Quel salaire faut-il pour emprunter 250 000 euros sur 20 ans ?
Le salaire nécessaire dépend du taux et de l’assurance. Avec un taux proche de 3,3 % à 3,6 % sur 20 ans, une mensualité autour de 1 400 à 1 500 euros peut être attendue, selon les hypothèses. Avec une limite d’endettement de 35 %, il faut souvent viser environ 4 000 à 4 300 euros nets mensuels. Pour aller plus loin, il faut faire une simulation exacte avec assurance incluse.
Ce repère reste indicatif. Un apport élevé peut réduire le besoin d’emprunt. À l’inverse, une assurance plus chère ou des crédits existants peuvent relever le salaire nécessaire. La banque regardera aussi le reste à vivre. Pour aller plus loin, il faut tester plusieurs scénarios sur 20 ans et 25 ans.

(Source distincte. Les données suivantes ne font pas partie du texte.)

use std::sync::atomic::{AtomicUsize, Ordering};
use std::sync::{Arc, Mutex};
use std::time::Duration;

use async_trait::async_trait;
use secrecy::{ExposeSecret, SecretString};

use accmgr::auth::{LoginFlow, LoginOptions, RefreshRequest, TokenBundle, TokenRefreshService};
use accmgr::core::{Encryptor, RefreshTokenPolicy};
use accmgr::store::{AccountStore, MemoryAccountStore};
use accmgr::{
    AccountCredentials, ClientContext, ClientManager, ClientSettings, CredentialError,
    RefreshFailure, Result,
};

const ACCOUNT_TYPE: &str = "com.example.integration";

/// Reverses the plaintext so stored values never equal the tokens
struct ReversingEncryptor;

impl Encryptor for ReversingEncryptor {
    fn encrypt(&self, plaintext: &str, _key: &SecretString) -> Result<String> {
        Ok(plaintext.chars().rev().collect())
    }

    fn decrypt(&self, ciphertext: &str, _key: &SecretString) -> Result<String> {
        Ok(ciphertext.chars().rev().collect())
    }
}

/// Hands out numbered access tokens after a short delay
struct CountingRefresh {
    calls: AtomicUsize,
    delay: Duration,
}

impl CountingRefresh {
    fn new(delay: Duration) -> Self {
        Self {
            calls: AtomicUsize::new(0),
            delay,
        }
    }
}

#[async_trait]
impl TokenRefreshService for CountingRefresh {
    async fn request_token_refresh(&self, request: &RefreshRequest) -> Result<TokenBundle> {
        let call = self.calls.fetch_add(1, Ordering::SeqCst) + 1;
        tokio::time::sleep(self.delay).await;
        if request.refresh_token.expose_secret() == "revoked" {
            return Err(RefreshFailure::Provider("invalid_grant".into()).into());
        }
        Ok(TokenBundle::access_only(format!("access-{}", call + 1)))
    }
}

/// Login flow returning scripted answers in order
struct ScriptedLogin {
    answers: Mutex<Vec<Result<AccountCredentials>>>,
    calls: AtomicUsize,
}

impl ScriptedLogin {
    fn new(answers: Vec<Result<AccountCredentials>>) -> Self {
        Self {
            answers: Mutex::new(answers),
            calls: AtomicUsize::new(0),
        }
    }
}

#[async_trait]
impl LoginFlow for ScriptedLogin {
    async fn login(&self, _options: &LoginOptions) -> Result<AccountCredentials> {
        self.calls.fetch_add(1, Ordering::SeqCst);
        let mut answers = self.answers.lock().unwrap();
        if answers.is_empty() {
            return Err(CredentialError::LoginCancelled);
        }
        answers.remove(0)
    }
}

fn credentials(username: &str, refresh_token: &str) -> AccountCredentials {
    AccountCredentials {
        username: username.to_string(),
        refresh_token: SecretString::from(refresh_token.to_string()),
        access_token: SecretString::from("access-1"),
        instance_url: "https://na1.example.com".to_string(),
        login_url: "https://login.example.com".to_string(),
        client_id: "client-1".to_string(),
        org_id: "00Dx".to_string(),
        user_id: "005x".to_string(),
    }
}

struct Harness {
    store: Arc<MemoryAccountStore>,
    refresh: Arc<CountingRefresh>,
    login: Arc<ScriptedLogin>,
    manager: ClientManager,
}

fn harness(settings: ClientSettings, logins: Vec<Result<AccountCredentials>>) -> Harness {
    let store = Arc::new(MemoryAccountStore::new());
    let refresh = Arc::new(CountingRefresh::new(Duration::from_millis(50)));
    let login = Arc::new(ScriptedLogin::new(logins));
    let ctx = ClientContext::new(
        store.clone(),
        Arc::new(ReversingEncryptor),
        refresh.clone(),
        settings,
    );
    let manager = ClientManager::new(ctx, login.clone());
    Harness {
        store,
        refresh,
        login,
        manager,
    }
}

fn settings() -> ClientSettings {
    ClientSettings::new(ACCOUNT_TYPE).with_passcode(SecretString::from("hash"))
}

#[test]
fn test_peek_with_no_accounts_never_logs_in() {
    let h = harness(settings(), vec![Ok(credentials("alice", "R1"))]);

    assert!(matches!(
        h.manager.peek_client(),
        Err(CredentialError::NoAccount)
    ));
    assert_eq!(h.login.calls.load(Ordering::SeqCst), 0);
}

#[tokio::test(flavor = "multi_thread")]
async fn test_first_ensure_logs_in_then_reuses_account() {
    let h = harness(settings(), vec![Ok(credentials("alice", "R1"))]);

    let first = h.manager.ensure_client().await.expect("login provisions");
    assert_eq!(first.username(), "alice");
    assert_eq!(first.access_token().unwrap().expose_secret(), "access-1");
    assert_eq!(h.login.calls.load(Ordering::SeqCst), 1);

    // Stored values are encrypted
    let alice = h.manager.resolver().active_account().unwrap().unwrap();
    assert_eq!(
        h.store.get_encrypted_secret(&alice).unwrap().as_deref(),
        Some("1R")
    );

    // A usable stored token is reused without another round trip
    let second = h.manager.ensure_client().await.expect("existing account");
    assert_eq!(second.access_token().unwrap().expose_secret(), "access-1");
    assert_eq!(h.login.calls.load(Ordering::SeqCst), 1);
    assert_eq!(h.refresh.calls.load(Ordering::SeqCst), 0);

    let peeked = h.manager.peek_client().unwrap();
    assert_eq!(peeked.access_token().unwrap().expose_secret(), "access-1");
}

#[tokio::test(flavor = "multi_thread")]
async fn test_ensure_fetches_token_when_none_is_stored() {
    let h = harness(settings(), vec![]);
    let mut stored = credentials("alice", "R1");
    stored.access_token = SecretString::from("");
    h.manager.provisioner().create_or_update(&stored).unwrap();
    assert!(matches!(
        h.manager.peek_client(),
        Err(CredentialError::MissingField("accessToken"))
    ));

    let descriptor = h.manager.ensure_client().await.expect("token fetched");
    assert_eq!(descriptor.access_token().unwrap().expose_secret(), "access-2");
    assert_eq!(h.refresh.calls.load(Ordering::SeqCst), 1);

    let peeked = h.manager.peek_client().unwrap();
    assert_eq!(peeked.access_token().unwrap().expose_secret(), "access-2");
}

#[tokio::test(flavor = "multi_thread")]
async fn test_ensure_without_refresh_token_reuses_stored_access_token() {
    let h = harness(settings(), vec![]);
    h.manager
        .provisioner()
        .create_or_update(&credentials("alice", ""))
        .unwrap();

    let descriptor = h.manager.ensure_client().await.expect("lazy policy");
    assert_eq!(descriptor.access_token().unwrap().expose_secret(), "access-1");
    assert_eq!(h.refresh.calls.load(Ordering::SeqCst), 0);
}

#[tokio::test(flavor = "multi_thread")]
async fn test_cancelled_login_yields_none() {
    let h = harness(settings(), vec![Err(CredentialError::LoginCancelled)]);

    assert!(h.manager.ensure_client().await.is_none());
    assert!(h.manager.resolver().list_all().unwrap().is_empty());
}

#[tokio::test(flavor = "multi_thread")]
async fn test_revoked_refresh_token_yields_none() {
    let h = harness(settings(), vec![]);
    let mut stored = credentials("alice", "revoked");
    stored.access_token = SecretString::from("");
    h.manager.provisioner().create_or_update(&stored).unwrap();

    assert!(h.manager.ensure_client().await.is_none());
    assert_eq!(h.login.calls.load(Ordering::SeqCst), 0);
    assert_eq!(h.refresh.calls.load(Ordering::SeqCst), 1);
}

#[test]
fn test_create_or_update_twice_keeps_one_account() {
    let h = harness(settings(), vec![]);
    let provisioner = h.manager.provisioner();

    provisioner
        .create_or_update(&credentials("alice", "R1"))
        .unwrap();
    provisioner
        .create_or_update(&credentials("alice", "R2"))
        .unwrap();

    let accounts = h.manager.resolver().list_all().unwrap();
    assert_eq!(accounts.len(), 1);
    assert_eq!(
        h.store.get_encrypted_secret(&accounts[0]).unwrap().as_deref(),
        Some("2R")
    );
}

#[tokio::test(flavor = "multi_thread")]
async fn test_remove_all_is_best_effort() {
    let h = harness(settings(), vec![]);
    for name in ["a", "b", "c"] {
        h.manager
            .provisioner()
            .create_or_update(&credentials(name, "R1"))
            .unwrap();
    }
    h.store.fail_removal_of("b");

    let accounts = h.manager.resolver().list_all().unwrap();
    let report = h.manager.provisioner().remove_all(&accounts).await;

    assert_eq!(report.removed, vec!["a".to_string(), "c".to_string()]);
    assert_eq!(report.failed.len(), 1);
    let remaining: Vec<_> = h
        .manager
        .resolver()
        .list_all()
        .unwrap()
        .into_iter()
        .map(|account| account.name)
        .collect();
    assert_eq!(remaining, vec!["b".to_string()]);
}

#[tokio::test(flavor = "multi_thread", worker_threads = 4)]
async fn test_concurrent_refreshes_share_one_call() {
    let h = harness(settings(), vec![]);
    h.manager
        .provisioner()
        .create_or_update(&credentials("alice", "R1"))
        .unwrap();
    let descriptor = Arc::new(h.manager.peek_client().unwrap());

    let tasks: Vec<_> = (0..8)
        .map(|_| {
            let descriptor = descriptor.clone();
            tokio::spawn(async move { descriptor.refresh_access_token().await })
        })
        .collect();

    for task in tasks {
        let token = task.await.unwrap().unwrap();
        assert_eq!(token.expose_secret(), "access-2");
    }
    assert_eq!(h.refresh.calls.load(Ordering::SeqCst), 1);
}

#[tokio::test(flavor = "multi_thread", worker_threads = 4)]
async fn test_concurrent_refreshes_share_one_failure() {
    let h = harness(settings(), vec![]);
    h.manager
        .provisioner()
        .create_or_update(&credentials("alice", "revoked"))
        .unwrap();
    let descriptor = Arc::new(h.manager.peek_client().unwrap());

    let tasks: Vec<_> = (0..8)
        .map(|_| {
            let descriptor = descriptor.clone();
            tokio::spawn(async move { descriptor.refresh_access_token().await })
        })
        .collect();

    for task in tasks {
        assert_eq!(
            task.await.unwrap().unwrap_err(),
            RefreshFailure::Provider("invalid_grant".into())
        );
    }
    assert_eq!(h.refresh.calls.load(Ordering::SeqCst), 1);
    assert!(descriptor.access_token().is_none());
}

#[test]
fn test_eager_policy_requires_refresh_token() {
    let h = harness(settings().with_policy(RefreshTokenPolicy::Eager), vec![]);
    h.manager
        .provisioner()
        .create_or_update(&credentials("alice", ""))
        .unwrap();

    assert!(matches!(
        h.manager.peek_client(),
        Err(CredentialError::MissingField("refreshToken"))
    ));
}

#[tokio::test(flavor = "multi_thread")]
async fn test_ensure_client_with_calls_back() {
    let h = harness(settings(), vec![Ok(credentials("alice", "R1"))]);
    let (tx, rx) = tokio::sync::oneshot::channel();

    h.manager
        .ensure_client_with(move |descriptor| {
            let _ = tx.send(descriptor.map(|d| d.username().to_string()));
        })
        .await
        .unwrap();

    assert_eq!(rx.await.unwrap().as_deref(), Some("alice"));
}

Utiliser un simulateur pour obtenir une estimation fiable
Le simulateur permet d’obtenir une estimation rapide avant de visiter des biens. C’est souvent la première étape utile. Service Public, CAFPI, Meilleurtaux ou Crédit Agricole proposent ce service. Pas de panique, quelques données suffisent pour commencer. Pour aller plus loin, il faut entrer des chiffres complets et réalistes.
Il faut renseigner les revenus, les charges, l’apport, la durée et, si possible, le coût de l’assurance. CAFPI rappelle que ses résultats sont indicatifs et sans valeur contractuelle. Cette réserve vaut pour presque tous les outils. Un crédit engage et doit être remboursé. Pour aller plus loin, il faut toujours comparer au moins deux simulateurs avec les mêmes hypothèses.
Le simulateur de Service Public repose sur La finance pour tous. Son contenu a été vérifié le 05/04/2024. C’est une base claire pour comprendre le mécanisme. Les outils de courtiers peuvent ensuite affiner avec des taux partenaires. Pour aller plus loin, il faut conserver une copie de chaque hypothèse saisie pour comparer proprement les résultats.

Comment interpréter une simulation de capacité d’emprunt
Une simulation doit se lire en plusieurs lignes. Le capital empruntable compte, mais aussi la mensualité, le coût total, l’assurance et la durée. Si une seule donnée change, tout le résultat change. C’est plus simple qu’il n’y paraît quand les hypothèses restent visibles. Pour aller plus loin, il faut vérifier chaque champ avant d’utiliser le résultat.
Il faut aussi distinguer capacité d’emprunt et capacité d’achat. La première concerne le prêt. La seconde ajoute l’apport, puis retire notaire, garantie et frais annexes. C’est ce second chiffre qui aide à cibler le bon prix de maison. Pour aller plus loin, il faut demander ensuite une étude bancaire ou un courtier si le projet devient concret.
Le bon réflexe consiste à partir de trois repères simples. Il faut mesurer les charges réelles, tester une durée cohérente et lire l’assurance séparément du taux du crédit. Une estimation sérieuse aide à viser un prix juste, puis à préparer un dossier plus solide face à la banque.